I snapped my shoulders back. I love a challenge, and I could taste the sweet juice of victory when I imagined winning against a team of boys. This was bragging rights, this was pure competition, and this was war.

"By the way," I called out to the girl who had asked me what was on my shirt, "The K is for Krusher!" as I skated away to grab a stick.

- - - - - - - - -

My muscles ached terribly on the bus ride back to Kenzo's. We would need a lot of work, and some discipline as well to perform as a team. I wished that I had brought my playbooks from the heyday of the Krushers. I was sure that I could apply the principles of baseball to hockey. Baseball is the ultimate life metaphor.
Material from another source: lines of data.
/* Copyright (C) 2025 Pedro Henrique / phkaiser13
 * File: src/steps/prerequisites.rs
 * Makes sure docker, k3d, kubectl and helm are on PATH and that the
 * container engine answers.
 * SPDX-License-Identifier: Apache-2.0 */

use crate::collaborators::{Backends, Tool};
use crate::error::Result;
use crate::reconcile::ensure;
use crate::resources::ToolResource;
use tracing::info;

pub async fn run(backends: Backends<'_>) -> Result<()> {
    info!("Checking prerequisites");
    for tool in Tool::ALL {
        ensure(&ToolResource {
            host: backends.host,
            tool,
        })
        .await?;
    }
    backends.engine.ping().await?;
    info!("Container engine is reachable");
    Ok(())
}
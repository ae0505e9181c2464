/* Copyright (C) 2025 Pedro Henrique / phkaiser13
 * File: src/telemetry.rs
 * Installs the global `tracing` subscriber. Progress goes to stdout,
 * warnings and errors to stderr; `RUST_LOG` overrides the default `info`
 * filter.
 * SPDX-License-Identifier: Apache-2.0 */

use tracing::Level;
use tracing_subscriber::{fmt, fmt::writer::MakeWriterExt, prelude::*, EnvFilter};

pub fn init_logging() {
    let filter = EnvFilter::try_from_default_env().unwrap_or_else(|_| EnvFilter::new("info"));
    let writer = std::io::stderr
        .with_max_level(Level::WARN)
        .or_else(std::io::stdout);

    let fmt_layer = fmt::layer()
        .with_writer(writer)
        .with_target(false)
        .with_level(true);

    // A second init (as in tests) keeps the first subscriber.
    let _ = tracing_subscriber::registry()
        .with(filter)
        .with(fmt_layer)
        .try_init();
}
/* Copyright (C) 2025 Pedro Henrique / phkaiser13
 * File: src/steps/credentials.rs
 * Recreates the credential secret in the runner namespace from the
 * validated GitHub credentials.
 * SPDX-License-Identifier: Apache-2.0 */

use super::NAMESPACE_DELETE_TIMEOUT;
use crate::collaborators::{Backends, SecretSpec};
use crate::config::{GithubAuth, Settings, CREDENTIAL_SECRET_NAME};
use crate::error::{Error, Result};
use crate::reconcile::ensure;
use crate::resources::{NamespaceResource, SecretResource};
use std::collections::BTreeMap;

/// The secret fields the scale-set chart reads for `auth`.
pub async fn secret_data(auth: &GithubAuth) -> Result<BTreeMap<String, String>> {
    let data = match auth {
        GithubAuth::App {
            app_id,
            installation_id,
            private_key_path,
        } => {
            let key = tokio::fs::read_to_string(private_key_path)
                .await
                .map_err(|e| {
                    Error::config(format!(
                        "failed to read GitHub App private key {}: {}",
                        private_key_path.display(),
                        e
                    ))
                })?;
            BTreeMap::from([
                ("github_app_id".to_string(), app_id.clone()),
                ("github_app_installation_id".to_string(), installation_id.clone()),
                ("github_app_private_key".to_string(), key),
            ])
        }
        GithubAuth::Token { token } => {
            BTreeMap::from([("github_token".to_string(), token.clone())])
        }
    };
    Ok(data)
}

pub async fn run(settings: &Settings, auth: &GithubAuth, backends: Backends<'_>) -> Result<()> {
    ensure(&NamespaceResource {
        objects: backends.objects,
        name: settings.runner_namespace.clone(),
        deletion_timeout: NAMESPACE_DELETE_TIMEOUT,
    })
    .await?;
    ensure(&SecretResource {
        objects: backends.objects,
        spec: SecretSpec {
            name: CREDENTIAL_SECRET_NAME.to_string(),
            namespace: settings.runner_namespace.clone(),
            data: secret_data(auth).await?,
        },
    })
    .await?;
    Ok(())
}
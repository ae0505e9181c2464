/* Copyright (C) 2025 Pedro Henrique / phkaiser13
 * File: src/main.rs
 * Entry point of the `runner-fleet` binary. Parses arguments, loads the
 * configuration, wires the real collaborators and runs the chosen driver.
 * Any failure is reported as a single ERROR line and exit status 1.
 * SPDX-License-Identifier: Apache-2.0 */

use anyhow::{Context, Result};
use clap::Parser;
use runner_fleet::cli::{Cli, Commands};
use runner_fleet::config::Settings;
use runner_fleet::provisioners::LocalBackends;
use runner_fleet::setup::run_setup;
use runner_fleet::teardown::{run_teardown, TeardownPlan};
use runner_fleet::telemetry;
use std::process::ExitCode;
use tracing::error;

async fn run(cli: Cli) -> Result<()> {
    match cli.command {
        Commands::Setup(args) => {
            let settings = Settings::load(&args.config)
                .with_context(|| format!("Failed to load {}", args.config.display()))?;
            let backends = LocalBackends::new(&settings);
            run_setup(&settings, backends.backends())
                .await
                .context("Setup failed")?;
        }
        Commands::Teardown(args) => {
            let settings = match &args.config {
                Some(path) => Settings::load(path)
                    .with_context(|| format!("Failed to load {}", path.display()))?,
                None => Settings::default(),
            };
            let plan = TeardownPlan::from_options(&args.options());
            let backends = LocalBackends::new(&settings);
            run_teardown(&settings, &plan, backends.backends())
                .await
                .context("Teardown failed")?;
        }
    }
    Ok(())
}

#[tokio::main]
async fn main() -> ExitCode {
    let cli = match Cli::try_parse() {
        Ok(cli) => cli,
        Err(e) => {
            // Help and version are successful exits; usage errors are not.
            let _ = e.print();
            return if e.use_stderr() {
                ExitCode::FAILURE
            } else {
                ExitCode::SUCCESS
            };
        }
    };

    telemetry::init_logging();

    match run(cli).await {
        Ok(()) => ExitCode::SUCCESS,
        Err(e) => {
            error!("{:#}", e);
            ExitCode::FAILURE
        }
    }
}
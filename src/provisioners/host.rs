/* Copyright (C) 2025 Pedro Henrique / phkaiser13
 * File: src/provisioners/host.rs
 * Implements `HostSystem` for the local Linux machine: tool lookup and
 * installation, the runner service account, and cache directories.
 * SPDX-License-Identifier: Apache-2.0 */

use super::common::{capture_command, execute_command, removal_outcome, run_captured};
use crate::collaborators::{HostSystem, Tool};
use crate::error::{Error, Result};
use async_trait::async_trait;
use std::io::ErrorKind;
use std::path::Path;
use tokio::process::Command;
use tracing::debug;

/// What `userdel` prints when the account does not exist.
fn user_missing(name: &str) -> String {
    format!("user '{}' does not exist", name)
}

/// The host this process runs on.
pub struct LocalHost;

#[async_trait]
impl HostSystem for LocalHost {
    fn tool_available(&self, tool: Tool) -> bool {
        which::which(tool.binary()).is_ok()
    }

    async fn install_tool(&self, tool: Tool) -> Result<()> {
        let mut command = Command::new("sh");
        command.args(["-c", tool.install_script()]);
        execute_command(&mut command)
            .await
            .map_err(|e| Error::MissingTool {
                tool: tool.to_string(),
                reason: e.to_string(),
            })
    }

    async fn user_exists(&self, name: &str) -> Result<bool> {
        let mut command = Command::new("id");
        command.args(["-u", name]);
        Ok(capture_command(&mut command).await?.success())
    }

    async fn create_user(&self, name: &str, home: &Path) -> Result<()> {
        let mut command = Command::new("useradd");
        command
            .args(["--system", "--create-home", "--user-group", "--shell", "/bin/bash"])
            .arg("--home-dir")
            .arg(home)
            .arg(name);
        run_captured(&mut command).await?;

        // Runners drive the engine, so join its group when there is one.
        let mut group = Command::new("getent");
        group.args(["group", "docker"]);
        if capture_command(&mut group).await?.success() {
            let mut command = Command::new("usermod");
            command.args(["--append", "--groups", "docker", name]);
            run_captured(&mut command).await?;
        } else {
            debug!("No docker group on this host; {} not added to it", name);
        }
        Ok(())
    }

    async fn delete_user(&self, name: &str) -> Result<()> {
        let mut command = Command::new("userdel");
        command.args(["--remove", name]);
        let output = capture_command(&mut command).await?;
        let missing = user_missing(name);
        removal_outcome(output, &command, "user", name, &[missing.as_str()])
    }

    async fn path_exists(&self, path: &Path) -> Result<bool> {
        Ok(tokio::fs::try_exists(path).await?)
    }

    async fn ensure_directory(&self, path: &Path, owner: &str) -> Result<()> {
        tokio::fs::create_dir_all(path).await?;
        let mut command = Command::new("chown");
        command
            .arg("-R")
            .arg(format!("{}:{}", owner, owner))
            .arg(path);
        run_captured(&mut command).await.map(|_| ())
    }

    async fn remove_directory(&self, path: &Path) -> Result<()> {
        match tokio::fs::remove_dir_all(path).await {
            Ok(()) => Ok(()),
            Err(e) if e.kind() == ErrorKind::NotFound => {
                Err(Error::not_found("directory", path.display().to_string()))
            }
            Err(e) => Err(e.into()),
        }
    }
}
/* Copyright (C) 2025 Pedro Henrique / phkaiser13
 * File: src/lib.rs
 * Library root of `runner_fleet`: configuration, the reconciliation
 * contract, the collaborator traits with their real implementations, and
 * the `setup`/`teardown` drivers built on them.
 * SPDX-License-Identifier: Apache-2.0 */

pub mod cli;
pub mod collaborators;
pub mod config;
pub mod error;
pub mod manifests;
pub mod provisioners;
pub mod reconcile;
pub mod resources;
pub mod setup;
pub mod steps;
pub mod teardown;
pub mod telemetry;

#[cfg(test)]
mod fakes;

pub use error::{Error, Result};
When I arrived at Kenzo's, things were in a state of disorder. Mallory looked like she had poured glue on herself and rolled around in Claudia's room. Stacey and Dawn had disappeared from the aquarium, and hadn't returned for dinner. Jessi was saying something about the beluga whales being racist because they wouldn't live in the same tank as the orcas, and Janine was trying to explain to her that they were different species and not just different colours. Mary Anne was crying because she and Dawn had an argument before Dawn ran off, and Abby was making Groucho Marx faces to try and comfort her. Claudia was gorging herself from a box of doughnuts, dribbling crumbs down her pleated smock. It made me sad to see them like this. If we were all still members of the Baby Sitters Club, I could have blown my whistle and called them to order. Sadly, the club was disbanded so I had no real jurisdiction, and I had forgotten my whistle at home.

I went into the other room and lay on my sleeping bag. I tossed a baseball from one hand to the other, more determined to make a success out of our hockey team. But first, I needed a new whistle.